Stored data
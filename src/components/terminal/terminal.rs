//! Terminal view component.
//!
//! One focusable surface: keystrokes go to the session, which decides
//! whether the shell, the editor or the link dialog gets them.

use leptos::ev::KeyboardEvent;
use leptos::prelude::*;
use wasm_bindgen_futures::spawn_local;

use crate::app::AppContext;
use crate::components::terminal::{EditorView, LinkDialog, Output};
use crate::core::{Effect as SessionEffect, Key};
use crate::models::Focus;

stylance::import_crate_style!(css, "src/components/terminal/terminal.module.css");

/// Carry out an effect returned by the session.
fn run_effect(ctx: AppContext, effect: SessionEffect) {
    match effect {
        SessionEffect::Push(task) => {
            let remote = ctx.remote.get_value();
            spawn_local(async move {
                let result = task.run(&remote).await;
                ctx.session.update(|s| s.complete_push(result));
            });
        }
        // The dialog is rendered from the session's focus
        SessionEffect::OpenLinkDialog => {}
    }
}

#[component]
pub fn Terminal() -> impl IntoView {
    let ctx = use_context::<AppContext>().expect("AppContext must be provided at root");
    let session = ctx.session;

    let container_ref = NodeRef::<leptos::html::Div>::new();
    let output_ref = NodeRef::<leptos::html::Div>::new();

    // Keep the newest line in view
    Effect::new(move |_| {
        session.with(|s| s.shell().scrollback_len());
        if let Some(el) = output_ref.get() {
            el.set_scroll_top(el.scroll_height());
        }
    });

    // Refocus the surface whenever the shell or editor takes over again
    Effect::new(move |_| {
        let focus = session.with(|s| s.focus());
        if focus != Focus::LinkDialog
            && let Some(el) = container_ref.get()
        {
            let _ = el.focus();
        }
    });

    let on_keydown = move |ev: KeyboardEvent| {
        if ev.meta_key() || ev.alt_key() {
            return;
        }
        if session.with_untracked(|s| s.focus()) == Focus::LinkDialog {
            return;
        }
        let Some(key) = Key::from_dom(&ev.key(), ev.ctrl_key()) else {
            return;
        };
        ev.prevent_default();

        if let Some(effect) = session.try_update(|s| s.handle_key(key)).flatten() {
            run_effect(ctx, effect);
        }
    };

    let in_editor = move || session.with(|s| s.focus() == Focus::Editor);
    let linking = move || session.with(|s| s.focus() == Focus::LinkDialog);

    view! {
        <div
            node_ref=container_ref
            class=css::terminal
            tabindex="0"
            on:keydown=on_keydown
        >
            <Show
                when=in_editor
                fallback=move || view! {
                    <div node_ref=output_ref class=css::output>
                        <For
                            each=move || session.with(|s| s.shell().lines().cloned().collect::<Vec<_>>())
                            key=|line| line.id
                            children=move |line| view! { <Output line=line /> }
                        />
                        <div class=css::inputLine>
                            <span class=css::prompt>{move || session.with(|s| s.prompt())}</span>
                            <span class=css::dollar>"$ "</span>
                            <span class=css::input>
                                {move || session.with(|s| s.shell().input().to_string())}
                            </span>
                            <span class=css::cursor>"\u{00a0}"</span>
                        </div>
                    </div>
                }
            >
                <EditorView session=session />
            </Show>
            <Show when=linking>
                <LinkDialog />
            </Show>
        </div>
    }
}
* * *
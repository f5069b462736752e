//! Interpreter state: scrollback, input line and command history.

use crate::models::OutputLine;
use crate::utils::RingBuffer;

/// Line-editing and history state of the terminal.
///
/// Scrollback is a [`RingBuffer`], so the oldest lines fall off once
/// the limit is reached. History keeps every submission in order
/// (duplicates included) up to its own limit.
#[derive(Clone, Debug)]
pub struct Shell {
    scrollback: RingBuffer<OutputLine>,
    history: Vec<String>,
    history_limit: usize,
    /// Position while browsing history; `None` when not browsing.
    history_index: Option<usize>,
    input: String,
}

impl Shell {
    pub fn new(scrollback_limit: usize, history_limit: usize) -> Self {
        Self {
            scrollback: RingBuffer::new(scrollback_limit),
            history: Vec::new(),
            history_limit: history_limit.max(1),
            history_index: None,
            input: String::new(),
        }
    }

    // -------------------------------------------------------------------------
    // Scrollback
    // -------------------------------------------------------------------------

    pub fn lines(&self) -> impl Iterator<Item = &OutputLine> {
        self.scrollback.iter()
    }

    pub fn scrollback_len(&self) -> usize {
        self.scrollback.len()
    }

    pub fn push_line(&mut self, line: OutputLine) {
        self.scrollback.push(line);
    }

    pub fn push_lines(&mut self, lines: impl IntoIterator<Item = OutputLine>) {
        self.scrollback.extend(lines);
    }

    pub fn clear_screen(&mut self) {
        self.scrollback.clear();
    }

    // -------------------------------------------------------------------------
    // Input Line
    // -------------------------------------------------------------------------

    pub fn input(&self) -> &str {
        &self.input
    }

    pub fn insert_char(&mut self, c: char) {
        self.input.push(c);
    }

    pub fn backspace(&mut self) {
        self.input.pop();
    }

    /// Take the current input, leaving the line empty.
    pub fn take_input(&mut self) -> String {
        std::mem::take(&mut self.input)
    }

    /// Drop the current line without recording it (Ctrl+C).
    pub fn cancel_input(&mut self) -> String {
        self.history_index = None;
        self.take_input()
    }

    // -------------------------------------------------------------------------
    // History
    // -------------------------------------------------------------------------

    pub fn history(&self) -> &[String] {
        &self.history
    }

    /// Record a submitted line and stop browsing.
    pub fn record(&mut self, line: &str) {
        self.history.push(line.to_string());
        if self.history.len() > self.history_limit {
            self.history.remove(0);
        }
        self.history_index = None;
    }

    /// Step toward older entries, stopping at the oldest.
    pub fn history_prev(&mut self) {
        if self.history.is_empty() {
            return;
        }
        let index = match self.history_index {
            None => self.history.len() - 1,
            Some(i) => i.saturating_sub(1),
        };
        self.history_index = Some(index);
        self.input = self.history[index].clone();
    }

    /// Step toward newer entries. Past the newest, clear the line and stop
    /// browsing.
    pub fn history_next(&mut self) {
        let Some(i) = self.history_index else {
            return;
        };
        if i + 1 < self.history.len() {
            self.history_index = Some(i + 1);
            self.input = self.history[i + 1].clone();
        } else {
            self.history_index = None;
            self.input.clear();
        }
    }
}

ASSIGNED TASK
How many lines above contain the word "SessionEffect"? Answer with the number alone.

YOUR RESPONSE
4